Оба замолчали. Оба перебирали в уме каждое сказанное слово, каждую догадку и каждый намек на догадку. Борс чувствовал, что во всем том, что сказал Табурин, «что-то есть», но понимал, что опереться Табурину не на что: не хватало именно фактов. «Никакой пуговицы у него нет, а у следователя она есть!» — думал он. Но все же он чувствовал себя немного сбитым, и той спокойной уверенности, с какой он начал разговор, у него уже не было. Ряд сомнений появился в нем, и эти сомнения немного волновали его. Он посматривал на Табурина, закуривал другую сигарету, не докурив первой, но знал, что убедительность волоса и пуговицы от догадок Табурина не поколебалась.
— Кому могла быть нужна смерть Потокова? — самого себя спросил он. — Виктору?
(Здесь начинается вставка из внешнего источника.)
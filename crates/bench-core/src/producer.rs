use crate::config::Config;
use crate::pacer::Pacer;
use crate::phase::RunSchedule;
use crate::record::{self, EventFactory, Heartbeat};
use crate::runlog::RunLog;
use crate::transport::Publisher;
use anyhow::{Context, Result};
use std::time::Duration;
use tokio::time::Instant;
use tracing::{debug, info};

#[derive(Debug, Clone)]
pub struct ProducerSettings {
    pub run_id: String,
    /// Broker address shown in the startup line
    pub endpoint: String,
    pub target_rate: u64,
    pub schedule: RunSchedule,
    pub payload_bytes: u32,
    pub key_space: u64,
    pub partitions: u32,
    pub events_prefix: String,
    pub heartbeat_subject: String,
}

impl ProducerSettings {
    pub fn from_config(config: &Config, run_id: impl Into<String>) -> Self {
        Self {
            run_id: run_id.into(),
            endpoint: config.transport.url.clone(),
            target_rate: config.producer.target_rate,
            schedule: RunSchedule::from_secs(
                config.producer.warmup_sec,
                config.producer.measure_sec,
            ),
            payload_bytes: config.producer.payload_bytes,
            key_space: config.producer.key_space,
            partitions: config.producer.partitions,
            events_prefix: config.transport.events_prefix.clone(),
            heartbeat_subject: config.transport.heartbeat_subject.clone(),
        }
    }
}

#[derive(Debug, Clone)]
pub struct ProducerSummary {
    pub run_id: String,
    pub max_seq: u64,
    pub heartbeats: u64,
    pub elapsed_ms: u64,
}

/// Emits `target_rate` events per one-second window until the schedule ends,
/// with one heartbeat after every burst.
pub struct Producer<'a, P: Publisher + ?Sized> {
    publisher: &'a P,
    settings: ProducerSettings,
    factory: EventFactory,
    pacer: Pacer,
    log: RunLog,
    seq: u64,
    heartbeats: u64,
}

impl<'a, P: Publisher + ?Sized> Producer<'a, P> {
    pub fn new(publisher: &'a P, settings: ProducerSettings, log: RunLog) -> Self {
        let factory = EventFactory::new(
            settings.run_id.clone(),
            settings.payload_bytes,
            settings.key_space,
        );
        let pacer = Pacer::new(settings.target_rate);
        Self {
            publisher,
            settings,
            factory,
            pacer,
            log,
            seq: 0,
            heartbeats: 0,
        }
    }

    /// Highest sequence number emitted so far.
    pub fn seq(&self) -> u64 {
        self.seq
    }

    pub async fn run(&mut self) -> Result<ProducerSummary> {
        let run_id = self.settings.run_id.clone();
        let schedule = self.settings.schedule;
        let start = Instant::now();
        let end = start + schedule.total();

        self.log.line(format!(
            "startup run_id={} target_rate={}/s warmup={}s measure={}s nats={} transport={}",
            run_id,
            self.pacer.target_rate(),
            schedule.warmup.as_secs(),
            schedule.measure.as_secs(),
            self.settings.endpoint,
            self.publisher.name()
        ))?;

        let mut phase = schedule.phase_at(Duration::ZERO);
        self.log.line(format!("phase={} run_id={}", phase, run_id))?;
        let mut last_print = Instant::now();

        loop {
            let window_start = Instant::now();
            let sent = self.emit_burst().await?;

            let achieved = Pacer::achieved_rate(sent, window_start.elapsed());
            self.send_heartbeat(achieved).await?;

            if last_print.elapsed() >= Duration::from_secs(1) {
                self.log.line(format!(
                    "rate={}/s max_seq={} run_id={}",
                    achieved, self.seq, run_id
                ))?;
                last_print = Instant::now();
            }

            let slept = self.pacer.align(window_start).await;
            debug!(sent, achieved, slept_ms = slept.as_millis() as u64, "window complete");

            let now = Instant::now();
            if now >= end {
                break;
            }

            let current = schedule.phase_at(now.duration_since(start));
            if current != phase {
                info!("Run {} entering phase {}", run_id, current);
                self.log.line(format!("phase={} run_id={}", current, run_id))?;
                phase = current;
            }
        }

        self.publisher.flush().await?;
        self.log
            .line(format!("done run_id={} max_seq={}", run_id, self.seq))?;

        Ok(ProducerSummary {
            run_id,
            max_seq: self.seq,
            heartbeats: self.heartbeats,
            elapsed_ms: start.elapsed().as_millis() as u64,
        })
    }

    /// Publish one window's worth of events. Any publish error ends the run.
    async fn emit_burst(&mut self) -> Result<u64> {
        let mut sent = 0u64;
        for _ in 0..self.pacer.target_rate() {
            self.seq += 1;
            let event = self.factory.build(self.seq, now_ms());
            let partition = record::partition_for(&event.key, self.settings.partitions);
            let subject = record::subject_for(&self.settings.events_prefix, partition);

            let payload = record::encode(&event)?;
            self.publisher
                .publish(&subject, payload)
                .await
                .with_context(|| format!("Event seq={} could not be published", self.seq))?;
            sent += 1;
        }
        Ok(sent)
    }

    async fn send_heartbeat(&mut self, achieved_rate: u64) -> Result<()> {
        let hb = Heartbeat {
            run_id: self.settings.run_id.clone(),
            prod_max_seq: self.seq,
            prod_rate: achieved_rate,
            producer_ts_ms_now: now_ms(),
        };
        let payload = record::encode(&hb)?;
        self.publisher
            .broadcast(&self.settings.heartbeat_subject, payload)
            .await?;
        self.heartbeats += 1;
        Ok(())
    }
}

/// Wall-clock milliseconds since the Unix epoch.
pub fn now_ms() -> i64 {
    chrono::Utc::now().timestamp_millis()
}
Это в какой-то степени понятно и допустимо. А кому еще? Кому она могла быть нужна и, главное, для чего она могла быть нужна? Вы это знаете? — посмотрел он на Табурина.
— Нет, не знаю! — шумно вздохнул он. — Я все мозги себе продырявил, думая над этим, но… не знаю! Даже отдаленно не могу представить или вообразить!
Борс всмотрелся в него и спросил очень осторожно:
— Но тем не менее вы кого-то или что-то подозреваете?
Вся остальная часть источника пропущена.